Wednesday 7 June 2017

Notes on Schorske

The vote of the SPD's Reichstag delegation in 1914 in favour of war credits is well known to most with an interest in the history of Marxism. Schorske's book 'German Social Democracy 1905-1917' is an attempt to explain this event as the logical outcome of events prior to the war that led to a decisive split in the party. The growth of revisionism within the party was the result on the one hand of the growth of the trade-union movement, and the corollary establishment of a strata of paid functionaries with a vested interest in the maintenance of the existing social order, and on the other of the provincial character of large swathes of German society. The left which formed in opposition to this was emboldened on the contrary by the Russian revolution, the success in other Western countries of general strikes and signs of increasing class conflict within Germany itself into believing that the revolutionary epoch was approaching and the party needed to adapt accordingly.

The tendency towards revisionism was propped up by the development of the party's internal bureaucracy. Schorske disagrees with the proposition that bureaucracy is conservative as such, pointing towards the later organisation of the KPD, but rather believes that the tendencies of any given bureaucracy must be analysed 'genetically' in terms of it's origins. The SPD bureaucracy formed in a low period of struggle, primarily focusing on a more efficient organisation of the party's electoral efforts. In this capacity, the weakness of the idea of the SPD's vote share as a 'thermometer' for it's social influence comes into question. The SPD membership was a fraction of it's vote share, by far the majority of voters came from the more conservative union movement. Orientations towards acquiring a greater vote share necessarily led to greater conservatism in politics and a preponderance of bureaucratic functionaries and electoral procedures which gave hugely disproportionate weight to the provincial sections of the party in opposition to it's more radical urban majority.

At first the party's executive supported the left against the right, as long as the former appeared merely as defenders of tradition against the latter. But as the left increasingly presented itself as a 'positive' opposition to the dominant party line after 1905, the executive began to ally itself increasingly with the right. The left thus began to develop a hostility towards bureaucracy and centralist organisations which, Schorske believes, ultimately paralysed it's capacity for effective action in the German revolution of 1918-19. This anti-bureaucratic and anti-organisational tendency would develop in it's most extreme form into councilism.

A lot of the left loves to explain the history of the SPD in terms of the ideas of it's most prominent theorists. Bernstein and Kautsky are the ultimate bugbears whose ideas led to the victory of the parties reformist practice over it's revolutionary theory. But this is unsatisfactory, it explains life in terms of consciousness, instead of consciousness in terms of life. Bernstein did not cause revisionism, he merely extrapolated in the realm of theory a social movement that had already begun in the early 1890's with the centralisation of the trade unions. In fact after 1914 he found himself on the anti-war side, perhaps uniquely among revisionists.

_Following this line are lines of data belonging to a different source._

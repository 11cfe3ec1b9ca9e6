//! Exact/fuzzy/semantic search over the tool & provider catalog, plus
//! ranking, suggestions, and a sensitive-data scan on results.
//!
//! This sits above [`crate::repository::ToolRepository`]: it takes a
//! snapshot read of the catalog and never mutates it, so it composes with
//! whatever locking discipline the repository implementation uses.

use crate::providers::base::Provider;
use crate::repository::ToolRepository;
use crate::security::{scan_for_secrets, SensitiveDataFinding};
use crate::tools::Tool;
use anyhow::Result;
use once_cell::sync::Lazy;
use regex::Regex;
use std::cmp::Ordering;
use std::collections::{HashMap, HashSet};
use std::sync::Arc;

static WORD_PATTERN: Lazy<Regex> = Lazy::new(|| Regex::new(r"[A-Za-z0-9]+").unwrap());

const STOP_WORDS: &[&str] = &[
    "a", "an", "and", "are", "as", "at", "be", "by", "for", "from", "has", "he", "in", "is",
    "it", "its", "of", "on", "that", "the", "to", "was", "will", "with", "or", "but", "not",
    "this", "can", "have", "do", "does", "get", "set", "use", "using", "used",
];

#[derive(Debug, Clone, Copy, PartialEq, Eq)]
pub enum SearchAlgorithm {
    Exact,
    Fuzzy,
    Semantic,
    Combined,
}

impl Default for SearchAlgorithm {
    fn default() -> Self {
        SearchAlgorithm::Combined
    }
}

#[derive(Debug, Clone, Copy, PartialEq, Eq, Hash)]
pub enum MatchType {
    Exact,
    Fuzzy,
    Semantic,
}

impl MatchType {
    fn as_str(&self) -> &'static str {
        match self {
            MatchType::Exact => "exact",
            MatchType::Fuzzy => "fuzzy",
            MatchType::Semantic => "semantic",
        }
    }
}

/// Either half of a catalog entry a result can point at. Providers are
/// represented by a lightweight summary rather than the trait object itself
/// so results stay `Clone` and comparable.
#[derive(Debug, Clone)]
pub enum SearchItem {
    Tool(Tool),
    Provider { name: String, provider_type: String },
}

impl SearchItem {
    fn name(&self) -> &str {
        match self {
            SearchItem::Tool(t) => &t.name,
            SearchItem::Provider { name, .. } => name,
        }
    }

    fn description(&self) -> String {
        match self {
            SearchItem::Tool(t) => t.description.clone(),
            SearchItem::Provider { provider_type, .. } => format!("{} provider", provider_type),
        }
    }
}

#[derive(Debug, Clone, Default)]
pub struct SearchFilters {
    pub providers: Option<HashSet<String>>,
    pub transports: Option<HashSet<String>>,
    pub tags: Option<HashSet<String>>,
}

#[derive(Debug, Clone)]
pub struct SearchOptions {
    pub algorithm: SearchAlgorithm,
    pub filters: SearchFilters,
    pub limit: usize,
    pub fuzzy_threshold: f64,
    pub semantic_threshold: f64,
    pub security_scan: bool,
    pub filter_sensitive: bool,
    pub boost_factors: HashMap<(String, MatchType), f64>,
    /// Substring match on description, used by the exact algorithm.
    pub match_description: bool,
}

impl Default for SearchOptions {
    fn default() -> Self {
        Self {
            algorithm: SearchAlgorithm::default(),
            filters: SearchFilters::default(),
            limit: 20,
            fuzzy_threshold: 0.6,
            semantic_threshold: 0.3,
            security_scan: false,
            filter_sensitive: false,
            boost_factors: HashMap::new(),
            match_description: true,
        }
    }
}

#[derive(Debug, Clone)]
pub struct SearchResult {
    pub item: SearchItem,
    pub score: f64,
    pub match_type: MatchType,
    pub matched_fields: HashSet<String>,
    pub security_warnings: Vec<SensitiveDataFinding>,
}

pub struct SearchEngine {
    repository: Arc<dyn ToolRepository>,
}

impl SearchEngine {
    pub fn new(repository: Arc<dyn ToolRepository>) -> Self {
        Self { repository }
    }

    pub async fn search(&self, query: &str, opts: &SearchOptions) -> Result<Vec<SearchResult>> {
        let tools = self.repository.get_tools().await?;
        let providers = self.repository.get_providers().await?;

        let filtered_tools = filter_tools(&tools, &providers, &opts.filters);

        let mut results = match opts.algorithm {
            SearchAlgorithm::Exact => exact_search(&filtered_tools, query, opts),
            SearchAlgorithm::Fuzzy => fuzzy_search(&filtered_tools, query, opts),
            SearchAlgorithm::Semantic => semantic_search(&filtered_tools, query, opts),
            SearchAlgorithm::Combined => {
                let mut combined = exact_search(&filtered_tools, query, opts);
                combined.extend(fuzzy_search(&filtered_tools, query, opts));
                combined.extend(semantic_search(&filtered_tools, query, opts));
                dedup_keep_highest(combined)
            }
        };

        rank(&mut results, opts);

        if opts.security_scan || opts.filter_sensitive {
            for result in results.iter_mut() {
                result.security_warnings = scan_item(&result.item);
            }
            if opts.filter_sensitive {
                results.retain(|r| r.security_warnings.is_empty());
            }
        }

        if opts.limit > 0 && results.len() > opts.limit {
            results.truncate(opts.limit);
        }

        Ok(results)
    }

    /// Distinct tool/provider names or keywords whose lowercase form contains
    /// `partial` (itself lowercased). Requires `partial.len() >= min_length`.
    pub async fn suggest(&self, partial: &str, limit: usize, min_length: usize) -> Result<Vec<String>> {
        if partial.len() < min_length {
            return Ok(Vec::new());
        }
        let needle = partial.to_lowercase();
        let tools = self.repository.get_tools().await?;
        let providers = self.repository.get_providers().await?;

        let mut seen = HashSet::new();
        let mut out = Vec::new();

        let mut push = |candidate: String, seen: &mut HashSet<String>, out: &mut Vec<String>| {
            if candidate.to_lowercase().contains(&needle) && seen.insert(candidate.clone()) {
                out.push(candidate);
            }
        };

        for tool in &tools {
            push(tool.name.clone(), &mut seen, &mut out);
            for kw in keywords(&tool.description) {
                push(kw, &mut seen, &mut out);
            }
            for tag in &tool.tags {
                push(tag.clone(), &mut seen, &mut out);
            }
        }
        for provider in &providers {
            push(provider.name(), &mut seen, &mut out);
        }

        if limit > 0 && out.len() > limit {
            out.truncate(limit);
        }
        Ok(out)
    }

    /// Semantic search seeded by a reference tool's own keywords, excluding
    /// the reference itself from the result set.
    pub async fn suggest_similar_tools(&self, reference: &Tool, limit: usize) -> Result<Vec<SearchResult>> {
        let query = format!("{} {}", reference.name, reference.description);
        let mut opts = SearchOptions {
            algorithm: SearchAlgorithm::Semantic,
            limit,
            ..SearchOptions::default()
        };
        opts.limit = 0; // filter self first, then truncate
        let mut results = self.search(&query, &opts).await?;
        results.retain(|r| r.item.name() != reference.name);
        if limit > 0 && results.len() > limit {
            results.truncate(limit);
        }
        Ok(results)
    }
}

fn scan_item(item: &SearchItem) -> Vec<SensitiveDataFinding> {
    let mut findings = scan_for_secrets("description", &item.description());
    if let SearchItem::Tool(tool) = item {
        if let Some(props) = &tool.inputs.properties {
            for (key, value) in props {
                findings.extend(scan_for_secrets(
                    &format!("inputs.{}", key),
                    &value.to_string(),
                ));
            }
        }
        if let Some(props) = &tool.outputs.properties {
            for (key, value) in props {
                findings.extend(scan_for_secrets(
                    &format!("outputs.{}", key),
                    &value.to_string(),
                ));
            }
        }
    }
    findings
}

fn provider_type_for_tool(tool: &Tool, providers: &[Arc<dyn Provider>]) -> Option<String> {
    let provider_name = tool.name.split_once('.').map(|(p, _)| p)?;
    providers
        .iter()
        .find(|p| p.name() == provider_name)
        .map(|p| p.type_().as_key().to_string())
}

fn filter_tools(tools: &[Tool], providers: &[Arc<dyn Provider>], filters: &SearchFilters) -> Vec<Tool> {
    tools
        .iter()
        .filter(|tool| {
            if let Some(allowed) = &filters.providers {
                let provider_name = tool.name.split_once('.').map(|(p, _)| p).unwrap_or("");
                if !allowed.contains(provider_name) {
                    return false;
                }
            }
            if let Some(allowed) = &filters.transports {
                match provider_type_for_tool(tool, providers) {
                    Some(t) if allowed.contains(&t) => {}
                    _ => return false,
                }
            }
            if let Some(tags) = &filters.tags {
                if !tags.is_empty() && !tool.tags.iter().any(|t| tags.contains(t)) {
                    return false;
                }
            }
            true
        })
        .cloned()
        .collect()
}

fn exact_search(tools: &[Tool], query: &str, opts: &SearchOptions) -> Vec<SearchResult> {
    let query_lower = query.trim().to_lowercase();
    if query_lower.is_empty() {
        return Vec::new();
    }

    tools
        .iter()
        .filter_map(|tool| {
            let mut matched_fields = HashSet::new();
            if tool.name.to_lowercase() == query_lower {
                matched_fields.insert("name".to_string());
            }
            if opts.match_description && tool.description.to_lowercase().contains(&query_lower) {
                matched_fields.insert("description".to_string());
            }
            if matched_fields.is_empty() {
                return None;
            }
            Some(SearchResult {
                item: SearchItem::Tool(tool.clone()),
                score: 1.0,
                match_type: MatchType::Exact,
                matched_fields,
                security_warnings: Vec::new(),
            })
        })
        .collect()
}

fn fuzzy_search(tools: &[Tool], query: &str, opts: &SearchOptions) -> Vec<SearchResult> {
    let query_lower = query.trim().to_lowercase();
    if query_lower.is_empty() {
        return Vec::new();
    }

    tools
        .iter()
        .filter_map(|tool| {
            let name_sim = string_similarity(&tool.name.to_lowercase(), &query_lower);
            let desc_sim = string_similarity(&tool.description.to_lowercase(), &query_lower);
            let score = name_sim.max(desc_sim);
            if score < opts.fuzzy_threshold {
                return None;
            }
            let mut matched_fields = HashSet::new();
            if name_sim >= desc_sim {
                matched_fields.insert("name".to_string());
            } else {
                matched_fields.insert("description".to_string());
            }
            Some(SearchResult {
                item: SearchItem::Tool(tool.clone()),
                score,
                match_type: MatchType::Fuzzy,
                matched_fields,
                security_warnings: Vec::new(),
            })
        })
        .collect()
}

/// `1.0` for case-insensitive equality, `0.8` for a substring match either
/// way, else a normalized edit-distance score.
fn string_similarity(a: &str, b: &str) -> f64 {
    if a == b {
        return 1.0;
    }
    if a.contains(b) || b.contains(a) {
        return 0.8;
    }
    let max_len = a.len().max(b.len());
    if max_len == 0 {
        return 1.0;
    }
    1.0 - (levenshtein(a, b) as f64 / max_len as f64)
}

We think that more research into this area of history would be necessary to reach any definite conclusions. We would however like to point to one element we find unsatisfactory - Schorske seems to tend towards analysing the split as a result of specifically German conditions, a reflection perhaps of the apparently unfinished nature of the German bourgeois revolution. But the split that occurred was reflected in more or less every major European country. A more international orientation might have provided more cogent insights.